Available data:
--------------------------------------------------

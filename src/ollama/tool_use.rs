//! Ollama Chat API with tool calling support
//!
//! This module provides a client for Ollama's `/api/chat` endpoint,
//! which supports tool/function calling for agentic workflows, and the
//! [`ModelBackend`] trait the agent talks to.

use std::time::Duration;

use async_trait::async_trait;
use serde::{Deserialize, Serialize};

/// A message in a chat conversation
#[derive(Debug, Clone, PartialEq, Serialize, Deserialize)]
pub struct ChatMessage {
    pub role: String, // "system", "user", "assistant", "tool"
    pub content: String,
    #[serde(default, skip_serializing_if = "Option::is_none")]
    pub tool_calls: Option<Vec<ToolCall>>,
    /// Name of the tool whose result this message carries
    #[serde(default, skip_serializing_if = "Option::is_none")]
    pub tool_name: Option<String>,
}

impl ChatMessage {
    pub fn system(content: impl Into<String>) -> Self {
        Self::with_role("system", content)
    }

    pub fn user(content: impl Into<String>) -> Self {
        Self::with_role("user", content)
    }

    pub fn assistant(content: impl Into<String>) -> Self {
        Self::with_role("assistant", content)
    }

    /// Assistant message requesting tool calls
    pub fn assistant_tool_calls(content: impl Into<String>, calls: Vec<ToolCall>) -> Self {
        Self {
            tool_calls: Some(calls),
            ..Self::with_role("assistant", content)
        }
    }

    pub fn tool(tool_name: impl Into<String>, content: impl Into<String>) -> Self {
        Self {
            tool_name: Some(tool_name.into()),
            ..Self::with_role("tool", content)
        }
    }

    fn with_role(role: &str, content: impl Into<String>) -> Self {
        Self {
            role: role.to_string(),
            content: content.into(),
            tool_calls: None,
            tool_name: None,
        }
    }

    pub fn is_assistant(&self) -> bool {
        self.role == "assistant"
    }

    /// True if the message requests at least one tool call
    pub fn has_tool_calls(&self) -> bool {
        self.tool_calls.as_ref().is_some_and(|calls| !calls.is_empty())
    }
}

/// A tool call from the model
#[derive(Debug, Clone, PartialEq, Serialize, Deserialize)]
pub struct ToolCall {
    pub function: FunctionCall,
}

impl ToolCall {
    pub fn new(name: impl Into<String>, arguments: serde_json::Value) -> Self {
        Self {
            function: FunctionCall {
                name: name.into(),
                arguments,
            },
        }
    }
}

/// Function call details
#[derive(Debug, Clone, PartialEq, Serialize, Deserialize)]
pub struct FunctionCall {
    pub name: String,
    pub arguments: serde_json::Value,
}

/// Tool definition for the model
#[derive(Debug, Clone, Serialize)]
pub struct Tool {
    #[serde(rename = "type")]
    pub tool_type: String, // Always "function"
    pub function: ToolFunction,
}

impl Tool {
    pub fn function(
        name: impl Into<String>,
        description: impl Into<String>,
        parameters: serde_json::Value,
    ) -> Self {
        Self {
            tool_type: "function".to_string(),
            function: ToolFunction {
                name: name.into(),
                description: description.into(),
                parameters,
            },
        }
    }
}

/// Function specification for a tool
#[derive(Debug, Clone, Serialize)]
pub struct ToolFunction {
    pub name: String,
    pub description: String,
    pub parameters: serde_json::Value, // JSON Schema
}

/// How hard a reasoning model should think before answering
#[derive(Debug, Clone, Copy, PartialEq, Eq, Serialize, Deserialize)]
#[serde(rename_all = "lowercase")]
pub enum ReasoningEffort {
    Low,
    Medium,
    High,
}

impl std::str::FromStr for ReasoningEffort {
    type Err = String;

    fn from_str(s: &str) -> Result<Self, Self::Err> {
        match s.to_ascii_lowercase().as_str() {
            "low" => Ok(ReasoningEffort::Low),
            "medium" => Ok(ReasoningEffort::Medium),
            "high" => Ok(ReasoningEffort::High),
            other => Err(format!("unknown reasoning effort: {}", other)),
        }
    }
}

/// Everything the backend needs for one model call
#[derive(Debug, Clone, Serialize)]
pub struct ChatRequest {
    pub model: String,
    /// System prompt first, then the conversation
    pub messages: Vec<ChatMessage>,
    pub tools: Vec<Tool>,
    /// Sent as Ollama's `think` level
    #[serde(rename = "think", skip_serializing_if = "Option::is_none")]
    pub reasoning_effort: Option<ReasoningEffort>,
    /// Auxiliary endpoint the backend may query for additional tools
    #[serde(skip_serializing_if = "Option::is_none")]
    pub tool_discovery: Option<String>,
    pub stream: bool,
}

/// Response from /api/chat
#[derive(Debug, Clone, Serialize, Deserialize)]
pub struct ChatResponse {
    pub message: ChatMessage,
    #[serde(default)]
    pub done: bool,
    #[serde(default)]
    pub eval_count: u32,
    #[serde(default)]
    pub eval_duration: u64,
}

impl ChatResponse {
    /// Convenience constructor for a finished response
    pub fn from_message(message: ChatMessage) -> Self {
        Self {
            message,
            done: true,
            eval_count: 0,
            eval_duration: 0,
        }
    }
}

/// Error type for chat operations
#[derive(Debug)]
pub enum ChatError {
    Request(reqwest::Error),
    Parse(serde_json::Error),
    Status(u16, String),
    EmptyResponse,
}

impl std::fmt::Display for ChatError {
    fn fmt(&self, f: &mut std::fmt::Formatter<'_>) -> std::fmt::Result {
        match self {
            ChatError::Request(e) => write!(f, "Request error: {}", e),
            ChatError::Parse(e) => write!(f, "Parse error: {}", e),
            ChatError::Status(code, body) => write!(f, "Backend returned {}: {}", code, body),
            ChatError::EmptyResponse => write!(f, "Empty response from Ollama"),
        }
    }
}

impl std::error::Error for ChatError {}

impl From<reqwest::Error> for ChatError {
    fn from(e: reqwest::Error) -> Self {
        ChatError::Request(e)
    }
}

impl From<serde_json::Error> for ChatError {
    fn from(e: serde_json::Error) -> Self {
        ChatError::Parse(e)
    }
}

/// A language-model backend that can answer with text and/or tool calls
#[async_trait]
pub trait ModelBackend: Send + Sync {
    async fn chat(&self, request: &ChatRequest) -> Result<ChatResponse, ChatError>;
}

/// Client for Ollama's /api/chat endpoint with tool support
#[derive(Clone)]
pub struct ChatClient {
    base_url: String,
    client: reqwest::Client,
}

impl ChatClient {
    /// Create a new chat client
    pub fn new(base_url: impl Into<String>) -> Self {
        Self::with_timeout(base_url, Duration::from_secs(300))
    }

    /// Create a chat client whose requests give up after `timeout`
    pub fn with_timeout(base_url: impl Into<String>, timeout: Duration) -> Self {
        let client = reqwest::Client::builder()
            .timeout(timeout)
            .build()
            .unwrap_or_else(|_| reqwest::Client::new());
        Self {
            base_url: base_url.into().trim_end_matches('/').to_string(),
            client,
        }
    }
}

#[async_trait]
impl ModelBackend for ChatClient {
    /// Send a chat request
    ///
    /// # Returns
    /// ChatResponse containing the model's reply and any tool calls
    async fn chat(&self, request: &ChatRequest) -> Result<ChatResponse, ChatError> {
        let endpoint = format!("{}/api/chat", self.base_url);

        let response = self.client.post(&endpoint).json(request).send().await?;
        let status = response.status();
        let text = response.text().await?;

        if !status.is_success() {
            return Err(ChatError::Status(status.as_u16(), text));
        }
        if text.is_empty() {
            return Err(ChatError::EmptyResponse);
        }

        let chat_response: ChatResponse = serde_json::from_str(&text)?;
        Ok(chat_response)
    }
}

/// Try to parse tool calls from the response content text
///
/// This handles models that output tool calls as JSON in the text
/// instead of using the native tool_calls field. Only calls naming one of
/// `known_tools` are returned, so ordinary JSON in an answer is left alone.
pub fn parse_tool_calls_from_text(content: &str, known_tools: &[&str]) -> Vec<ToolCall> {
    let content = content.trim();

    // Try parsing the entire content as a tool call
    if let Some(tool_call) = try_parse_tool_call(content, known_tools) {
        return vec![tool_call];
    }

    // Look for balanced {...} objects within the text
    let mut tool_calls = Vec::new();
    let mut depth = 0usize;
    let mut start = None;

    for (i, c) in content.char_indices() {
        match c {
            '{' => {
                if depth == 0 {
                    start = Some(i);
                }
                depth += 1;
            }
            '}' if depth > 0 => {
                depth -= 1;
                if depth == 0 {
                    if let Some(s) = start.take() {
                        if let Some(tool_call) = try_parse_tool_call(&content[s..=i], known_tools) {
                            tool_calls.push(tool_call);
                        }
                    }
                }
            }
            _ => {}
        }
    }

    tool_calls
}

/// Try to parse a single tool call from a JSON string
fn try_parse_tool_call(json_str: &str, known_tools: &[&str]) -> Option<ToolCall> {
    let value = serde_json::from_str::<serde_json::Value>(json_str).ok()?;
    let name = value.get("name").and_then(|n| n.as_str())?;
    if !known_tools.contains(&name) {
        return None;
    }

    // Some models use "parameters" instead of "arguments"
    let arguments = value
        .get("arguments")
        .or_else(|| value.get("parameters"))?
        .clone();

    // Arguments occasionally arrive as a JSON-encoded string
    let arguments = match arguments {
        serde_json::Value::String(s) => serde_json::from_str(&s).ok()?,
        other => other,
    };

    Some(ToolCall::new(name, arguments))
}
//! Run configuration
//!
//! [`RunConfig::default`] gives a setup that works against a local Ollama and
//! directory-backed sandboxes. Every field can be overridden through a
//! `FORGELOOP_*` environment variable, see [`RunConfig::from_env`].

use std::path::PathBuf;
use std::str::FromStr;
use std::time::Duration;

use tracing::warn;

use crate::durable::RetryPolicy;
use crate::agent::DEFAULT_MAX_MODEL_CALLS;
use crate::network::DEFAULT_MAX_ITERATIONS;
use crate::ollama::ReasoningEffort;

/// Default Ollama endpoint
pub const DEFAULT_OLLAMA_URL: &str = "http://localhost:11434";

/// Port the generated application listens on inside the sandbox
pub const DEFAULT_APP_PORT: u16 = 3000;

/// Which sandbox implementation a run uses
#[derive(Debug, Clone, PartialEq)]
pub enum SandboxBackend {
    /// Directory-backed sandboxes on this host
    Local {
        root: PathBuf,
        /// Directory with one sub-directory per template
        templates_dir: Option<PathBuf>,
    },
    /// HTTP sandbox service
    Remote { base_url: String, domain: String },
}

/// Configuration for a run
#[derive(Debug, Clone, PartialEq)]
pub struct RunConfig {
    /// Name of the single agent in the roster
    pub agent_name: String,
    /// Model to use (e.g., "gpt-oss:20b")
    pub model: String,
    pub ollama_url: String,
    pub reasoning_effort: Option<ReasoningEffort>,
    /// Auxiliary tool-discovery endpoint handed to the model backend
    pub tool_discovery_url: Option<String>,
    /// Custom system prompt (uses default if None)
    pub system_prompt: Option<String>,
    /// Template the sandbox is created from
    pub template_id: String,
    pub app_port: u16,
    /// Maximum agent invocations per run
    pub max_iterations: usize,
    /// Maximum model calls within one agent invocation
    pub max_model_calls_per_turn: usize,
    /// Attempts per durable step before the run fails
    pub step_attempts: u32,
    pub step_delay: Duration,
    pub command_timeout: Duration,
    pub sandbox: SandboxBackend,
    /// Step journal directory; in-memory journal if None
    pub journal_dir: Option<PathBuf>,
    /// Message store directory
    pub store_dir: PathBuf,
    /// OTLP collector endpoint; spans are exported only when set
    pub otlp_endpoint: Option<String>,
}

impl Default for RunConfig {
    fn default() -> Self {
        let home = std::env::var("HOME").unwrap_or_else(|_| ".".to_string());
        let base = PathBuf::from(home).join(".forgeloop");
        Self {
            agent_name: "code-agent".to_string(),
            model: "gpt-oss:20b".to_string(),
            ollama_url: DEFAULT_OLLAMA_URL.to_string(),
            reasoning_effort: Some(ReasoningEffort::Medium),
            tool_discovery_url: None,
            system_prompt: None,
            template_id: "default".to_string(),
            app_port: DEFAULT_APP_PORT,
            max_iterations: DEFAULT_MAX_ITERATIONS,
            max_model_calls_per_turn: DEFAULT_MAX_MODEL_CALLS,
            step_attempts: 3,
            step_delay: Duration::from_millis(500),
            command_timeout: Duration::from_secs(120),
            sandbox: SandboxBackend::Local {
                root: base.join("sandboxes"),
                templates_dir: None,
            },
            journal_dir: Some(base.join("journal")),
            store_dir: base.join("messages"),
            otlp_endpoint: None,
        }
    }
}

impl RunConfig {
    /// Defaults overridden by `FORGELOOP_*` environment variables
    pub fn from_env() -> Self {
        Self::from_lookup(|key| std::env::var(key).ok())
    }

    /// Defaults overridden by whatever `lookup` returns for each variable.
    ///
    /// Unparseable values are logged and ignored.
    pub fn from_lookup(lookup: impl Fn(&str) -> Option<String>) -> Self {
        let mut config = Self::default();
        let get = |key: &str| lookup(key).filter(|v| !v.trim().is_empty());

        if let Some(v) = get("FORGELOOP_AGENT_NAME") {
            config.agent_name = v;
        }
        if let Some(v) = get("FORGELOOP_MODEL") {
            config.model = v;
        }
        if let Some(v) = get("FORGELOOP_OLLAMA_URL") {
            config.ollama_url = v;
        }
        if let Some(v) = get("FORGELOOP_REASONING_EFFORT") {
            if v.eq_ignore_ascii_case("none") {
                config.reasoning_effort = None;
            } else if let Some(effort) = parse_or_warn("FORGELOOP_REASONING_EFFORT", &v) {
                config.reasoning_effort = Some(effort);
            }
        }
        if let Some(v) = get("FORGELOOP_TOOL_DISCOVERY_URL") {
            config.tool_discovery_url = Some(v);
        }
        if let Some(v) = get("FORGELOOP_SYSTEM_PROMPT") {
            config.system_prompt = Some(v);
        }
        if let Some(v) = get("FORGELOOP_TEMPLATE") {
            config.template_id = v;
        }
        if let Some(port) = get("FORGELOOP_APP_PORT").and_then(|v| parse_or_warn("FORGELOOP_APP_PORT", &v)) {
            config.app_port = port;
        }
        if let Some(n) = get("FORGELOOP_MAX_ITERATIONS")
            .and_then(|v| parse_or_warn("FORGELOOP_MAX_ITERATIONS", &v))
        {
            config.max_iterations = n;
        }
        if let Some(n) = get("FORGELOOP_MAX_MODEL_CALLS")
            .and_then(|v| parse_or_warn::<usize>("FORGELOOP_MAX_MODEL_CALLS", &v))
        {
            config.max_model_calls_per_turn = n.max(1);
        }
        if let Some(n) = get("FORGELOOP_STEP_ATTEMPTS")
            .and_then(|v| parse_or_warn::<u32>("FORGELOOP_STEP_ATTEMPTS", &v))
        {
            config.step_attempts = n.max(1);
        }
        if let Some(ms) = get("FORGELOOP_STEP_DELAY_MS")
            .and_then(|v| parse_or_warn("FORGELOOP_STEP_DELAY_MS", &v))
        {
            config.step_delay = Duration::from_millis(ms);
        }
        if let Some(secs) = get("FORGELOOP_COMMAND_TIMEOUT_SECS")
            .and_then(|v| parse_or_warn("FORGELOOP_COMMAND_TIMEOUT_SECS", &v))
        {
            config.command_timeout = Duration::from_secs(secs);
        }

        // A sandbox service URL switches to the remote backend
        if let Some(base_url) = get("FORGELOOP_SANDBOX_URL") {
            config.sandbox = SandboxBackend::Remote {
                base_url,
                domain: get("FORGELOOP_SANDBOX_DOMAIN").unwrap_or_else(|| "localhost".to_string()),
            };
        } else if let SandboxBackend::Local { root, templates_dir } = &mut config.sandbox {
            if let Some(v) = get("FORGELOOP_SANDBOX_ROOT") {
                *root = PathBuf::from(v);
            }
            if let Some(v) = get("FORGELOOP_TEMPLATES_DIR") {
                *templates_dir = Some(PathBuf::from(v));
            }
        }

        if let Some(v) = get("FORGELOOP_JOURNAL_DIR") {
            config.journal_dir = if v == "memory" { None } else { Some(PathBuf::from(v)) };
        }
        if let Some(v) = get("FORGELOOP_STORE_DIR") {
            config.store_dir = PathBuf::from(v);
        }
        if let Some(v) = get("FORGELOOP_OTLP_ENDPOINT") {
            config.otlp_endpoint = Some(v);
        }

        config
    }

    /// Retry policy for durable steps
    pub fn retry_policy(&self) -> RetryPolicy {
        RetryPolicy {
            max_attempts: self.step_attempts,
            delay: self.step_delay,
        }
    }
}

fn parse_or_warn<T: FromStr>(key: &str, value: &str) -> Option<T> {
    match value.trim().parse() {
        Ok(v) => Some(v),
        Err(_) => {
            warn!(key, value, "Ignoring unparseable configuration value");
            None
        }
    }
}

#[cfg(test)]
mod tests {
    use super::*;
    use std::collections::HashMap;

    fn lookup(vars: &[(&str, &str)]) -> impl Fn(&str) -> Option<String> {
        let map: HashMap<String, String> = vars
            .iter()
            .map(|(k, v)| (k.to_string(), v.to_string()))
            .collect();
        move |key| map.get(key).cloned()
    }

    #[test]
    fn test_defaults() {
        let config = RunConfig::default();
        assert_eq!(config.max_iterations, 15);
        assert_eq!(config.app_port, 3000);
        assert_eq!(config.step_attempts, 3);
        assert_eq!(config.max_model_calls_per_turn, 50);
        assert!(matches!(config.sandbox, SandboxBackend::Local { .. }));
    }

    #[test]
    fn test_overrides() {
        let config = RunConfig::from_lookup(lookup(&[
            ("FORGELOOP_MODEL", "qwen3:8b"),
            ("FORGELOOP_MAX_ITERATIONS", "5"),
            ("FORGELOOP_REASONING_EFFORT", "high"),
            ("FORGELOOP_STEP_DELAY_MS", "10"),
            ("FORGELOOP_JOURNAL_DIR", "memory"),
            ("FORGELOOP_MAX_MODEL_CALLS", "8"),
        ]));

        assert_eq!(config.model, "qwen3:8b");
        assert_eq!(config.max_iterations, 5);
        assert_eq!(config.reasoning_effort, Some(ReasoningEffort::High));
        assert_eq!(config.retry_policy().delay, Duration::from_millis(10));
        assert!(config.journal_dir.is_none());
        assert_eq!(config.max_model_calls_per_turn, 8);
    }

    #[test]
    fn test_remote_sandbox() {
        let config = RunConfig::from_lookup(lookup(&[
            ("FORGELOOP_SANDBOX_URL", "http://sandboxes:8080"),
            ("FORGELOOP_SANDBOX_DOMAIN", "sbx.example.dev"),
        ]));

        assert_eq!(
            config.sandbox,
            SandboxBackend::Remote {
                base_url: "http://sandboxes:8080".to_string(),
                domain: "sbx.example.dev".to_string(),
            }
        );
    }

    #[test]
    fn test_bad_values_keep_defaults() {
        let config = RunConfig::from_lookup(lookup(&[
            ("FORGELOOP_APP_PORT", "not-a-port"),
            ("FORGELOOP_STEP_ATTEMPTS", "0"),
        ]));

        assert_eq!(config.app_port, 3000);
        assert_eq!(config.step_attempts, 1);
    }
}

--------------------------------------------------

Brief:
Please give back the records exactly as written, beginning at the first line and including the line that holds "pub fn assistant(content: impl" as the last.

Task response:
filename src/ollama/tool_use.rs
//! Ollama Chat API with tool calling support
//!
//! This module provides a client for Ollama's `/api/chat` endpoint,
//! which supports tool/function calling for agentic workflows, and the
//! [`ModelBackend`] trait the agent talks to.

use std::time::Duration;

use async_trait::async_trait;
use serde::{Deserialize, Serialize};

/// A message in a chat conversation
#[derive(Debug, Clone, PartialEq, Serialize, Deserialize)]
pub struct ChatMessage {
    pub role: String, // "system", "user", "assistant", "tool"
    pub content: String,
    #[serde(default, skip_serializing_if = "Option::is_none")]
    pub tool_calls: Option<Vec<ToolCall>>,
    /// Name of the tool whose result this message carries
    #[serde(default, skip_serializing_if = "Option::is_none")]
    pub tool_name: Option<String>,
}

impl ChatMessage {
    pub fn system(content: impl Into<String>) -> Self {
        Self::with_role("system", content)
    }

    pub fn user(content: impl Into<String>) -> Self {
        Self::with_role("user", content)
    }

    pub fn assistant(content: impl Into<String>) -> Self {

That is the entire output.